At Truman's address, they question a woman—revealed to be Joey Truman—who attempts to flee but is arrested. She claims that Cooper's prior injuries were part of their relationship, and denies killing her. Truman attempts suicide but survives, and her alibi is confirmed. Some of the blood from Cooper's bedroom is determined to belong to a felon named David Green, who the detectives trace to a church. There, the killer escapes after hanging another victim—carved with an "N" and wearing a pig's head, with his Hangman diagram to solve. Green, the church's pastor, explains that an unknown assailant took blood from him months before. Ruiney realizes that the killer will claim seven more victims, with a new murder every night.

The FDA stamp on the pig's head leads the detectives and Davies to a slaughterhouse and the body of Eric Anderson, carved with an "M". Archer deduces that they should search the nearby river, recovering Anderson's car. Ruiney is forced to accept that the unsolved murder of his wife Jessica was committed by the Hangman Killer; she was his first victim, carved with a "V". At Anderson's home, they discover a model railroad replica of Monroe, pointing them to the next victim. They find him hanging above railroad tracks, alive and carved with a "C", but are unable to save him from an oncoming train. The detectives learn that this victim was responsible for the car accident that paralyzed Captain Watson, indicating that she is the killer's next target.

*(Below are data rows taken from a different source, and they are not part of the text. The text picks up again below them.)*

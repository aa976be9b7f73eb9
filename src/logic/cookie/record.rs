//! Cookie Record & Normalizer
//!
//! Normalization is total: any JSON shape produces a record,
//! missing or wrongly-typed fields get their documented defaults.

use serde::{Deserialize, Serialize};
use serde_json::Value;

// ============================================================================
// SAMESITE
// ============================================================================

/// SameSite attribute
#[derive(Debug, Clone, Copy, PartialEq, Eq, Hash, Default, Serialize, Deserialize)]
#[serde(rename_all = "lowercase")]
pub enum SameSite {
    None,
    Lax,
    Strict,
    #[default]
    Unset,
}

impl SameSite {
    /// Parse browser spelling, unknown values become `Unset`
    pub fn parse(raw: &str) -> Self {
        match raw.trim().to_ascii_lowercase().as_str() {
            "none" | "no_restriction" => SameSite::None,
            "lax" => SameSite::Lax,
            "strict" => SameSite::Strict,
            _ => SameSite::Unset,
        }
    }

    pub fn as_str(&self) -> &'static str {
        match self {
            SameSite::None => "none",
            SameSite::Lax => "lax",
            SameSite::Strict => "strict",
            SameSite::Unset => "unset",
        }
    }
}

impl std::fmt::Display for SameSite {
    fn fmt(&self, f: &mut std::fmt::Formatter<'_>) -> std::fmt::Result {
        write!(f, "{}", self.as_str())
    }
}

// ============================================================================
// RAW COOKIE (untrusted input)
// ============================================================================

/// Cookie as handed over by the cookie store, every field optional
#[derive(Debug, Clone, Default, Serialize, Deserialize)]
#[serde(rename_all = "camelCase", default)]
pub struct RawCookie {
    pub name: Option<String>,
    pub value: Option<String>,
    pub domain: Option<String>,
    pub path: Option<String>,
    pub secure: Option<bool>,
    pub http_only: Option<bool>,
    pub same_site: Option<String>,
    pub expiration_date: Option<f64>,
}

impl RawCookie {
    /// Lenient field-by-field read of an arbitrary JSON value.
    ///
    /// Unlike `serde_json::from_value`, a single wrongly-typed field never
    /// rejects the whole record; it is simply treated as missing.
    pub fn from_value(value: &Value) -> Self {
        let text = |key: &str| value.get(key).and_then(Value::as_str).map(str::to_string);
        let flag = |key: &str| value.get(key).and_then(Value::as_bool);

        let expiration_date = match value.get("expirationDate") {
            Some(Value::Number(n)) => n.as_f64(),
            Some(Value::String(s)) => s.trim().parse::<f64>().ok(),
            _ => None,
        };

        Self {
            name: text("name"),
            value: text("value"),
            domain: text("domain"),
            path: text("path"),
            secure: flag("secure"),
            http_only: flag("httpOnly"),
            same_site: text("sameSite"),
            expiration_date,
        }
    }
}

// ============================================================================
// COOKIE RECORD (normalized)
// ============================================================================

/// Normalized cookie, read-only to the engine
#[derive(Debug, Clone, Default, PartialEq, Serialize, Deserialize)]
#[serde(rename_all = "camelCase")]
pub struct CookieRecord {
    pub name: String,
    pub value: String,
    /// May start with `.` to denote broad scope
    pub domain: String,
    pub path: String,
    pub secure: bool,
    pub http_only: bool,
    pub same_site: SameSite,
    /// Epoch seconds, `None` for session cookies
    pub expiration_date: Option<f64>,
}

impl CookieRecord {
    /// Convenience constructor used by tests and collaborators
    pub fn new(name: &str, value: &str, domain: &str) -> Self {
        Self {
            name: name.to_string(),
            value: value.to_string(),
            domain: domain.to_string(),
            ..Default::default()
        }
    }

    pub fn with_path(mut self, path: &str) -> Self {
        self.path = path.to_string();
        self
    }

    pub fn with_secure(mut self, secure: bool) -> Self {
        self.secure = secure;
        self
    }

    pub fn with_http_only(mut self, http_only: bool) -> Self {
        self.http_only = http_only;
        self
    }

    pub fn with_same_site(mut self, same_site: SameSite) -> Self {
        self.same_site = same_site;
        self
    }

    pub fn with_expiration(mut self, epoch_secs: f64) -> Self {
        self.expiration_date = valid_expiration(Some(epoch_secs));
        self
    }

    /// Identity used as the batch result key
    pub fn id(&self) -> CookieId {
        CookieId {
            name: self.name.clone(),
            domain: self.domain.clone(),
            path: self.path.clone(),
        }
    }

    /// Domain without the leading scope dot
    pub fn bare_domain(&self) -> &str {
        self.domain.strip_prefix('.').unwrap_or(&self.domain)
    }

    pub fn is_session(&self) -> bool {
        self.expiration_date.is_none()
    }

    /// Third-party: page hostname does not end with the (dot-stripped) domain
    pub fn is_third_party(&self, hostname: &str) -> bool {
        !self.domain.is_empty() && !hostname.ends_with(self.bare_domain())
    }
}

/// Cookie identity (name + domain + path)
#[derive(Debug, Clone, PartialEq, Eq, Hash, PartialOrd, Ord, Serialize, Deserialize)]
pub struct CookieId {
    pub name: String,
    pub domain: String,
    pub path: String,
}

impl std::fmt::Display for CookieId {
    fn fmt(&self, f: &mut std::fmt::Formatter<'_>) -> std::fmt::Result {
        write!(f, "{}@{}{}", self.name, self.domain, self.path)
    }
}

// ============================================================================
// NORMALIZER
// ============================================================================

/// Normalize a raw cookie, defaulting every missing field
pub fn normalize(raw: &RawCookie) -> CookieRecord {
    CookieRecord {
        name: raw.name.clone().unwrap_or_default(),
        value: raw.value.clone().unwrap_or_default(),
        domain: raw.domain.clone().unwrap_or_default(),
        path: raw.path.clone().unwrap_or_default(),
        secure: raw.secure.unwrap_or(false),
        http_only: raw.http_only.unwrap_or(false),
        same_site: raw.same_site.as_deref().map(SameSite::parse).unwrap_or_default(),
        expiration_date: valid_expiration(raw.expiration_date),
    }
}

/// Normalize any JSON value (non-objects yield an all-default record)
pub fn normalize_value(value: &Value) -> CookieRecord {
    normalize(&RawCookie::from_value(value))
}

/// Non-finite or non-positive expiry means session cookie
fn valid_expiration(raw: Option<f64>) -> Option<f64> {
    raw.filter(|t| t.is_finite() && *t > 0.0)
}

// ============================================================================
// TESTS
// ============================================================================

#[cfg(test)]
mod tests {
    use super::*;
    use serde_json::json;

    #[test]
    fn test_normalize_empty_object() {
        let record = normalize_value(&json!({}));
        assert_eq!(record, CookieRecord::default());
        assert!(record.is_session());
        assert_eq!(record.same_site, SameSite::Unset);
    }

    #[test]
    fn test_normalize_non_object() {
        assert_eq!(normalize_value(&json!(42)), CookieRecord::default());
        assert_eq!(normalize_value(&Value::Null), CookieRecord::default());
    }

    #[test]
    fn test_normalize_full_record() {
        let record = normalize_value(&json!({
            "name": "_ga",
            "value": "GA1.2.3",
            "domain": ".example.com",
            "path": "/",
            "secure": true,
            "httpOnly": true,
            "sameSite": "no_restriction",
            "expirationDate": 1900000000.5
        }));

        assert_eq!(record.name, "_ga");
        assert_eq!(record.bare_domain(), "example.com");
        assert!(record.secure && record.http_only);
        assert_eq!(record.same_site, SameSite::None);
        assert_eq!(record.expiration_date, Some(1900000000.5));
    }

    #[test]
    fn test_wrong_types_are_defaulted() {
        let record = normalize_value(&json!({
            "name": 7,
            "secure": "yes",
            "sameSite": false,
            "expirationDate": "soon"
        }));

        assert_eq!(record.name, "");
        assert!(!record.secure);
        assert_eq!(record.same_site, SameSite::Unset);
        assert!(record.expiration_date.is_none());
    }

    #[test]
    fn test_invalid_expiration_is_session() {
        let raw = RawCookie {
            expiration_date: Some(f64::NAN),
            ..Default::default()
        };
        assert!(normalize(&raw).is_session());

        let zero = normalize_value(&json!({ "expirationDate": 0 }));
        assert!(zero.is_session());
    }

    #[test]
    fn test_same_site_parse() {
        assert_eq!(SameSite::parse("Lax"), SameSite::Lax);
        assert_eq!(SameSite::parse("STRICT"), SameSite::Strict);
        assert_eq!(SameSite::parse("unspecified"), SameSite::Unset);
    }

    #[test]
    fn test_third_party() {
        let cookie = CookieRecord::new("a", "b", ".tracker.net");
        assert!(cookie.is_third_party("www.example.com"));
        assert!(!cookie.is_third_party("cdn.tracker.net"));

        let empty = CookieRecord::default();
        assert!(!empty.is_third_party("www.example.com"));
    }
}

Racing to her home, they rescue Watson from the Hangman's noose before he can finish carving a letter. Ruiney discovers the body of a police officer as the Hangman slips past Archer in the officer's uniform. Fleeing by motorcycle, the killer is pursued by the detectives and Davies, but escapes when their car is struck by a semi-trailer truck. Joey Truman, the next victim, is found carved with a "T", with Archer saying that this was revenge for the pair saving Watson. Knowing that the killer was inactive between Jessica's murder and the night when he took Green's blood, the detectives track down Adam Kellerman, who served a prison sentence for assault during the same period, and later sold Anderson the model town. Raiding Kellerman's toy store, they discover him dead from an apparent suicide, surrounded by evidence indicating that he was the Hangman.

However, Davies is abducted by the real Hangman, but tears off his necklace. Taking her to a mausoleum, he places her in a noose rigged to a ceiling fan. Discovering that Davies has been taken, Archer finds the pendant and realizes that the Hangman is the driver whom he arrested a year ago. Watson phones with news that the killer is live streaming a video of Davies online, leading them to the mausoleum, where Archer confronts the Hangman.

It is revealed that as a child, the Hangman witnessed his father's suicide after receiving an eviction notice; he blames Archer, the police officer who arrived on the scene, for failing to save him from abusive foster care. Ruiney shoots and wounds the Hangman, and the detectives free Davies. As Ruiney grapples with the Hangman, Archer throws the killer off a staircase, but he suffers a fatal head injury. Ruiney notices the Hangman's completed word—"EVICTIONEM" (Latin for "eviction")—and shoots him dead. At Archer's funeral, Ruiney receives an ominous note: a new game of Hangman.

== Cast ==
- Al Pacino as Detective Ray Archer
- Karl Urban as Detective Will Ruiney
- Sarah Shahi as Captain Lisa Watson
- Brittany Snow as Christi Davies
- Joe Anderson as Hangman

== Production ==
Principal photography on the film began in Atlanta, Georgia, on November 17, 2016.

==Reception==
On review aggregator Rotten Tomatoes, the film holds an approval rating of 5%, based on 22 reviews, with an average rating of 3.2/10. On Metacritic, the film has a weighted average score of 31 out of 100, based on eight critics reviews, indicating "generally unfavorable" reviews.